Everybody wants to take credit for a good idea when a good idea crops up. Sometimes it may take years, even decades for that good idea to pan out though. Other times, success is immediate, like with the original Ford Mustang. Ford sold over 400,000 Mustangs in the first year alone, making it one of the most successful car launches ever. So who should get the credit for such a fantastic idea?
According to Automobile Magazine, Lee Iacocca or Donald Frey get a brunt of the credit. Rather, writer Robert Cumberford makes the convincing argument that it was advertising man Barney Clark who first conceived the idea of what was to become the Mustang…and that he pitched it to General Motors first.

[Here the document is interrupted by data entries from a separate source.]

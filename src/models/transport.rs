use arc_swap::ArcSwapOption;
use reqwest::Client;
use serde_json::Value;
use std::sync::Arc;
use std::time::Duration;
use tracing::{debug, warn};

use crate::error::{Error, Result};
use crate::models::provider::AuthStyle;

pub fn build_client(connect_timeout: Duration) -> Result<Client> {
    Client::builder()
        .connect_timeout(connect_timeout)
        .user_agent(concat!("genroute/", env!("CARGO_PKG_VERSION")))
        .build()
        .map_err(Error::from)
}

/// Shared HTTP session of one adapter. Closing drops the client; later calls
/// fail with [`Error::Closed`].
#[derive(Debug)]
pub struct HttpTransport {
    provider: String,
    client: ArcSwapOption<Client>,
}

impl HttpTransport {
    pub fn new(provider: impl Into<String>, client: Client) -> Self {
        Self {
            provider: provider.into(),
            client: ArcSwapOption::from_pointee(client),
        }
    }

    fn client(&self) -> Result<Arc<Client>> {
        self.client
            .load_full()
            .ok_or_else(|| Error::Closed(self.provider.clone()))
    }

    pub fn is_closed(&self) -> bool {
        self.client.load().is_none()
    }

    /// Idempotent.
    pub fn close(&self) {
        if self.client.swap(None).is_some() {
            debug!("Closed HTTP session for provider {}", self.provider);
        }
    }

    fn authorize(
        &self,
        builder: reqwest::RequestBuilder,
        auth: &AuthStyle,
        credential: &str,
    ) -> reqwest::RequestBuilder {
        match auth {
            AuthStyle::Bearer => builder.bearer_auth(credential),
            AuthStyle::Header { name } => builder.header(name.as_str(), credential),
            AuthStyle::Query { name } => builder.query(&[(name.as_str(), credential)]),
            AuthStyle::None => builder,
        }
    }

    pub async fn post_json(
        &self,
        url: &str,
        auth: &AuthStyle,
        credential: &str,
        body: &Value,
    ) -> Result<Value> {
        let client = self.client()?;
        let request = self.authorize(client.post(url), auth, credential).json(body);

        let response = request.send().await?;
        let status = response.status();

        if !status.is_success() {
            let error_text = response.text().await.unwrap_or_default();
            let message = extract_error_message(&error_text).unwrap_or(error_text);
            warn!(
                "Provider {} returned {}: {}",
                self.provider,
                status.as_u16(),
                message
            );
            return Err(Error::upstream(status.as_u16(), message));
        }

        let text = response.text().await?;
        serde_json::from_str(&text)
            .map_err(|e| Error::malformed(format!("{} returned invalid JSON: {}", self.provider, e)))
    }

    /// Lightweight reachability check. Any non-5xx answer counts as healthy,
    /// so a missing or wrong credential still reports the backend as up.
    pub async fn probe(
        &self,
        url: &str,
        auth: &AuthStyle,
        credential: &str,
        timeout: Duration,
    ) -> bool {
        let client = match self.client() {
            Ok(client) => client,
            Err(_) => return false,
        };
        let request = self.authorize(client.get(url), auth, credential).timeout(timeout);

        match request.send().await {
            Ok(response) => !response.status().is_server_error(),
            Err(e) => {
                debug!("Health probe for {} failed: {}", self.provider, e.without_url());
                false
            }
        }
    }
}

/// Pull a human readable message out of common upstream error envelopes.
fn extract_error_message(body: &str) -> Option<String> {
    let value: Value = serde_json::from_str(body).ok()?;
    let candidates = [
        value.pointer("/error/message"),
        value.pointer("/error"),
        value.pointer("/message"),
        value.pointer("/detail"),
    ];
    let message = candidates
        .into_iter()
        .flatten()
        .find_map(|v| v.as_str().map(str::to_string));
    message
}

#[cfg(test)]
mod tests {
    use super::*;
    use serde_json::json;
    use wiremock::matchers::{header, method, path, query_param};
    use wiremock::{Mock, MockServer, ResponseTemplate};

    fn transport() -> HttpTransport {
        HttpTransport::new("test", build_client(Duration::from_secs(5)).unwrap())
    }

    #[tokio::test]
    async fn test_post_json_with_bearer() {
        let server = MockServer::start().await;
        Mock::given(method("POST"))
            .and(path("/v1/chat"))
            .and(header("authorization", "Bearer sk-test"))
            .respond_with(ResponseTemplate::new(200).set_body_json(json!({"ok": true})))
            .mount(&server)
            .await;

        let url = format!("{}/v1/chat", server.uri());
        let value = transport()
            .post_json(&url, &AuthStyle::Bearer, "sk-test", &json!({}))
            .await
            .unwrap();
        assert_eq!(value["ok"], true);
    }

    #[tokio::test]
    async fn test_query_auth() {
        let server = MockServer::start().await;
        Mock::given(method("POST"))
            .and(query_param("key", "g-test"))
            .respond_with(ResponseTemplate::new(200).set_body_json(json!({})))
            .mount(&server)
            .await;

        let auth = AuthStyle::Query {
            name: "key".to_string(),
        };
        let result = transport()
            .post_json(&server.uri(), &auth, "g-test", &json!({}))
            .await;
        assert!(result.is_ok());
    }

    #[tokio::test]
    async fn test_query_credential_absent_from_connection_error() {
        let auth = AuthStyle::Query {
            name: "key".to_string(),
        };
        let err = transport()
            .post_json("http://127.0.0.1:1/models/m:generateContent", &auth, "SUPERSECRETKEY", &json!({}))
            .await
            .unwrap_err();

        assert!(matches!(err, Error::Http(_)));
        assert!(!err.to_string().contains("SUPERSECRETKEY"));
        assert!(!format!("{err:?}").contains("SUPERSECRETKEY"));
    }

    #[tokio::test]
    async fn test_upstream_error_carries_status_and_message() {
        let server = MockServer::start().await;
        Mock::given(method("POST"))
            .respond_with(
                ResponseTemplate::new(429)
                    .set_body_json(json!({"error": {"message": "Rate limit reached"}})),
            )
            .mount(&server)
            .await;

        let err = transport()
            .post_json(&server.uri(), &AuthStyle::Bearer, "k", &json!({}))
            .await
            .unwrap_err();
        match err {
            Error::Upstream { status, message } => {
                assert_eq!(status, 429);
                assert_eq!(message, "Rate limit reached");
            }
            other => panic!("unexpected error: {other:?}"),
        }
    }

    #[tokio::test]
    async fn test_probe_treats_client_errors_as_healthy() {
        let server = MockServer::start().await;
        Mock::given(method("GET"))
            .and(path("/unauthorized"))
            .respond_with(ResponseTemplate::new(401))
            .mount(&server)
            .await;
        Mock::given(method("GET"))
            .and(path("/down"))
            .respond_with(ResponseTemplate::new(503))
            .mount(&server)
            .await;

        let t = transport();
        let timeout = Duration::from_secs(2);
        assert!(t.probe(&format!("{}/unauthorized", server.uri()), &AuthStyle::Bearer, "", timeout).await);
        assert!(!t.probe(&format!("{}/down", server.uri()), &AuthStyle::Bearer, "", timeout).await);
    }

    #[tokio::test]
    async fn test_close_is_idempotent() {
        let t = transport();
        t.close();
        t.close();
        assert!(t.is_closed());
        let err = t
            .post_json("http://localhost:1", &AuthStyle::None, "", &json!({}))
            .await
            .unwrap_err();
        assert!(matches!(err, Error::Closed(_)));
    }
}
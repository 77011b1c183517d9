use serde::{Deserialize, Serialize};
use serde_json::{json, Map, Value};
use std::collections::{HashMap, HashSet};
use std::path::Path;
use std::time::Duration;
use tokio::fs;
use tracing::info;
use validator::Validate;

use crate::error::{Error, Result};
use crate::models::gateway::GatewayConfig;
use crate::models::health::HealthCheckerConfig;
use crate::models::metrics::MetricsConfig as MetricsSettings;
use crate::models::provider::{AuthStyle, BackendKind, ContentType, Credentials};
use crate::platform::AppPaths;

/// Prefix for environment overrides, e.g. `GENROUTE__HEALTH__INTERVAL_SECS=30`.
pub const ENV_PREFIX: &str = "GENROUTE";

#[derive(Debug, Clone, Serialize, Deserialize, Validate, Default)]
pub struct AppConfig {
    #[serde(default)]
    pub gateway: GatewaySection,
    #[serde(default)]
    pub backoff: BackoffConfig,
    #[serde(default)]
    pub cooldown: CooldownConfig,
    #[serde(default)]
    #[validate(nested)]
    pub health: HealthConfig,
    #[serde(default)]
    #[validate(nested)]
    pub metrics: MetricsConfig,
    #[serde(default)]
    #[validate(nested)]
    pub providers: Vec<ProviderConfig>,
}

#[derive(Debug, Clone, Serialize, Deserialize)]
pub struct GatewaySection {
    pub health_cache_ttl_secs: u64,
    pub request_deadline_secs: Option<u64>,
    pub connect_timeout_secs: u64,
}

impl Default for GatewaySection {
    fn default() -> Self {
        Self {
            health_cache_ttl_secs: 60,
            request_deadline_secs: None,
            connect_timeout_secs: 10,
        }
    }
}

#[derive(Debug, Clone, Serialize, Deserialize)]
pub struct BackoffConfig {
    pub base: u64,
    pub factor_ms: u64,
    pub max_delay_ms: u64,
    pub jitter: bool,
}

impl Default for BackoffConfig {
    fn default() -> Self {
        Self {
            base: 2,
            factor_ms: 250,
            max_delay_ms: 10_000,
            jitter: true,
        }
    }
}
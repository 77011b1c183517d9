use std::time::Duration;
use thiserror::Error;

pub type Result<T> = std::result::Result<T, Error>;

#[derive(Error, Debug)]
pub enum Error {
    #[error("Configuration error: {0}")]
    Config(#[from] config::ConfigError),

    #[error("IO error: {0}")]
    Io(#[from] std::io::Error),

    #[error("HTTP request error: {0}")]
    Http(#[source] reqwest::Error),

    #[error("JSON serialization error: {0}")]
    Json(#[from] serde_json::Error),

    #[error("Registry error: {0}")]
    Registry(String),

    #[error("Validation error: {0}")]
    Validation(String),

    #[error("Missing credential for backend '{0}'")]
    MissingCredential(String),

    #[error("Provider '{provider}' has no endpoint '{endpoint}'")]
    EndpointNotFound { provider: String, endpoint: String },

    #[error("Upstream error {status}: {message}")]
    Upstream { status: u16, message: String },

    #[error("Request timeout after {0:?}")]
    Timeout(Duration),

    #[error("Attempt cancelled by caller timeout after {0:?}")]
    Cancelled(Duration),

    #[error("Malformed response: {0}")]
    MalformedResponse(String),

    #[error("Adapter for provider '{0}' is closed")]
    Closed(String),

    #[error("Platform error: {0}")]
    Platform(String),

    #[error("Unknown error: {0}")]
    Unknown(String),
}

/// Request URLs may carry query-string credentials, so they never reach the
/// error text.
impl From<reqwest::Error> for Error {
    fn from(e: reqwest::Error) -> Self {
        Error::Http(e.without_url())
    }
}

impl Error {
    pub fn registry(msg: impl Into<String>) -> Self {
        Error::Registry(msg.into())
    }

    pub fn validation(msg: impl Into<String>) -> Self {
        Error::Validation(msg.into())
    }

    pub fn upstream(status: u16, msg: impl Into<String>) -> Self {
        Error::Upstream {
            status,
            message: msg.into(),
        }
    }

    pub fn malformed(msg: impl Into<String>) -> Self {
        Error::MalformedResponse(msg.into())
    }

    pub fn platform(msg: impl Into<String>) -> Self {
        Error::Platform(msg.into())
    }

    pub fn unknown(msg: impl Into<String>) -> Self {
        Error::Unknown(msg.into())
    }

    /// HTTP status attached to the error, if the backend produced one.
    pub fn status_code(&self) -> Option<u16> {
        match self {
            Error::Upstream { status, .. } => Some(*status),
            Error::Http(e) => e.status().map(|s| s.as_u16()),
            _ => None,
        }
    }
}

Back in 1956, Clark worked for GM doing copy advertising for the Corvette. He approached head honcho Harley J. Early with an idea calling for a four-seat, sporty coupe that had a long hood, a short rear deck, and near-vertical rear window. The car would have to be sporty, with bucket seats up front and a big-enough back seat so two couples could go together on a double date.
Harley rejected the idea, though ironically enough GM was working on their own sporty coupe called the Mustang. Clark eventually wound up at Ford, where he managed to get in with Don Frey who first pushed through the Blue Oval’s own Mustang concept, based on the Falcon. When GM got wind that Ford was developing a concept car, which went on to be called the “Mustang I”, GM shelved its concept and did not return to it again until the advent of the Camaro. But by then, the Mustang had already surpassed a million units sold and had forever lodged itself into the American lexicon.
Automobile Magazine breaks down the design influences of the Mustang very well. It is interesting to see how a wide variety of cars, from the ’63 Pontiac Tempest to the MG TD, proving that the Mustang truly is a “world car”.